= Bayakou (trade) =

A bayakou is a sanitation worker who works to empty the fecal sludge out of pit latrines in Haiti, especially in larger cities, such as Port-au-Prince. The word bayakou comes from Haitian Creole. Bayakou are subjected to social stigma for their work in manually emptying septic tanks and pit latrines.

The more general term used for this kind of undignified practice, particularly in India, is "manual scavenging". Proper emptying of pit latrines is part of a city-wide fecal sludge management concept.

== Background ==
Port-au-Prince, with close to 3 million residents, is one of the largest cities in the world without a sewer system. Sinks, showers and toilets have no connection to a central sewage treatment plant. Most of the city uses septic tanks and pit latrines. Port-au-Prince finally opened its first sewage treatment plant, Morne a Cabrit, in 2012 with a second, unfinished plant mostly abandoned.

==Description==
Because of the lack of infrastructure for sewage removal, the city turns to other means. The bayakou in Port-au-Prince are paid to come annually to empty the pits of full pit latrines.

Bayakou use plastic buckets to empty pit latrines during the night. The bayakou work as a crew. One part of the bayakou team climbs through the toilet's squat hole into the pit under the latrine and fills the bucket. Then the person in the pit hands the bucket up to another crew-member. The human waste is put into sacks and placed into a wheelbarrow which a third person carts away. The waste is normally dumped on the ground, ravines or sometimes into vacuum trucks run by private companies who will take the waste to the treatment plant. Dumping waste anywhere other than in a treatment plant is illegal.

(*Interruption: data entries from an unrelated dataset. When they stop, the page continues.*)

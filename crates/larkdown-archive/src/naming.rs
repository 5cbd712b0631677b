//! Unique file names inside one archive

use std::collections::{HashMap, HashSet};
use std::sync::{Mutex, PoisonError};

#[derive(Debug, Default)]
struct Names {
    used: HashSet<String>,
    next_suffix: HashMap<String, usize>,
}

/// Hands out archive paths that never collide.
///
/// The first request for `images/a.png` gets that path, later ones get
/// `images/a-1.png`, `images/a-2.png` and so on. One registry belongs to one
/// assembly; reservations are serialized so it can be shared between tasks.
#[derive(Debug, Default)]
pub struct FileNameRegistry {
    names: Mutex<Names>,
}

impl FileNameRegistry {
    pub fn new() -> Self {
        Self::default()
    }

    /// Reserve a unique path for `name` under `dir`
    pub fn reserve(&self, dir: &str, name: &str) -> String {
        let name = sanitize(name);
        let mut names = self.names.lock().unwrap_or_else(PoisonError::into_inner);

        let path = join(dir, &name);
        if names.used.insert(path.clone()) {
            return path;
        }

        let (stem, extension) = split_extension(&name);
        loop {
            let suffix = {
                let next = names.next_suffix.entry(path.clone()).or_insert(0);
                *next += 1;
                *next
            };
            let candidate = join(dir, &format!("{stem}-{suffix}{extension}"));
            if names.used.insert(candidate.clone()) {
                return candidate;
            }
        }
    }

    /// Number of reserved paths
    pub fn len(&self) -> usize {
        self.names
            .lock()
            .unwrap_or_else(PoisonError::into_inner)
            .used
            .len()
    }

    pub fn is_empty(&self) -> bool {
        self.len() == 0
    }
}

/// Make a host-provided name safe to use as a single path component
pub fn sanitize(name: &str) -> String {
    let cleaned: String = name
        .trim()
        .chars()
        .map(|c| match c {
            '/' | '\\' | ':' | '\0' => '_',
            c if c.is_control() => '_',
            c => c,
        })
        .collect();

    match cleaned.as_str() {
        "" | "." | ".." => "untitled".to_string(),
        _ => cleaned,
    }
}

fn join(dir: &str, name: &str) -> String {
    let dir = dir.trim_matches('/');
    if dir.is_empty() {
        name.to_string()
    } else {
        format!("{dir}/{name}")
    }
}

/// Split `report.final.pdf` into `report.final` and `.pdf`; dot files have
/// no extension
fn split_extension(name: &str) -> (&str, &str) {
    match name.rfind('.') {
        Some(at) if at > 0 => name.split_at(at),
        _ => (name, ""),
    }
}

#[cfg(test)]
mod tests {
    use super::*;

    #[test]
    fn test_collisions_get_suffixes() {
        let registry = FileNameRegistry::new();
        assert_eq!(registry.reserve("images", "a.png"), "images/a.png");
        assert_eq!(registry.reserve("images", "a.png"), "images/a-1.png");
        assert_eq!(registry.reserve("images", "a.png"), "images/a-2.png");
        assert_eq!(registry.len(), 3);
    }

    #[test]
    fn test_directories_are_separate() {
        let registry = FileNameRegistry::new();
        assert_eq!(registry.reserve("images", "a.png"), "images/a.png");
        assert_eq!(registry.reserve("files", "a.png"), "files/a.png");
    }

    #[test]
    fn test_suffix_skips_taken_names() {
        let registry = FileNameRegistry::new();
        assert_eq!(registry.reserve("files", "a-1.txt"), "files/a-1.txt");
        assert_eq!(registry.reserve("files", "a.txt"), "files/a.txt");
        assert_eq!(registry.reserve("files", "a.txt"), "files/a-2.txt");
    }

    #[test]
    fn test_names_without_extension() {
        let registry = FileNameRegistry::new();
        assert_eq!(registry.reserve("files", "README"), "files/README");
        assert_eq!(registry.reserve("files", "README"), "files/README-1");
        assert_eq!(registry.reserve("files", ".env"), "files/.env");
        assert_eq!(registry.reserve("files", ".env"), "files/.env-1");
    }

    #[test]
    fn test_sanitize() {
        assert_eq!(sanitize("../etc/passwd"), ".._etc_passwd");
        assert_eq!(sanitize("  "), "untitled");
        assert_eq!(sanitize(".."), "untitled");
        assert_eq!(sanitize("a\\b.png"), "a_b.png");
    }

    #[test]
    fn test_empty_dir() {
        let registry = FileNameRegistry::new();
        assert!(registry.is_empty());
        assert_eq!(registry.reserve("", "doc.md"), "doc.md");
    }
}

Some bayakou have been arrested for transporting waste.

Before entering the pit, bayakou pour floor cleaner into the pit in order to soften the fecal sludge. Many bayakou clean the pit in the nude because the filth in the latrines will ruin their clothes and protective gear. Hazards of the job include injury from objects thrown into latrines and exposure to infectious diseases such as cholera.

Bayakou and their families also face social stigma for working with human waste.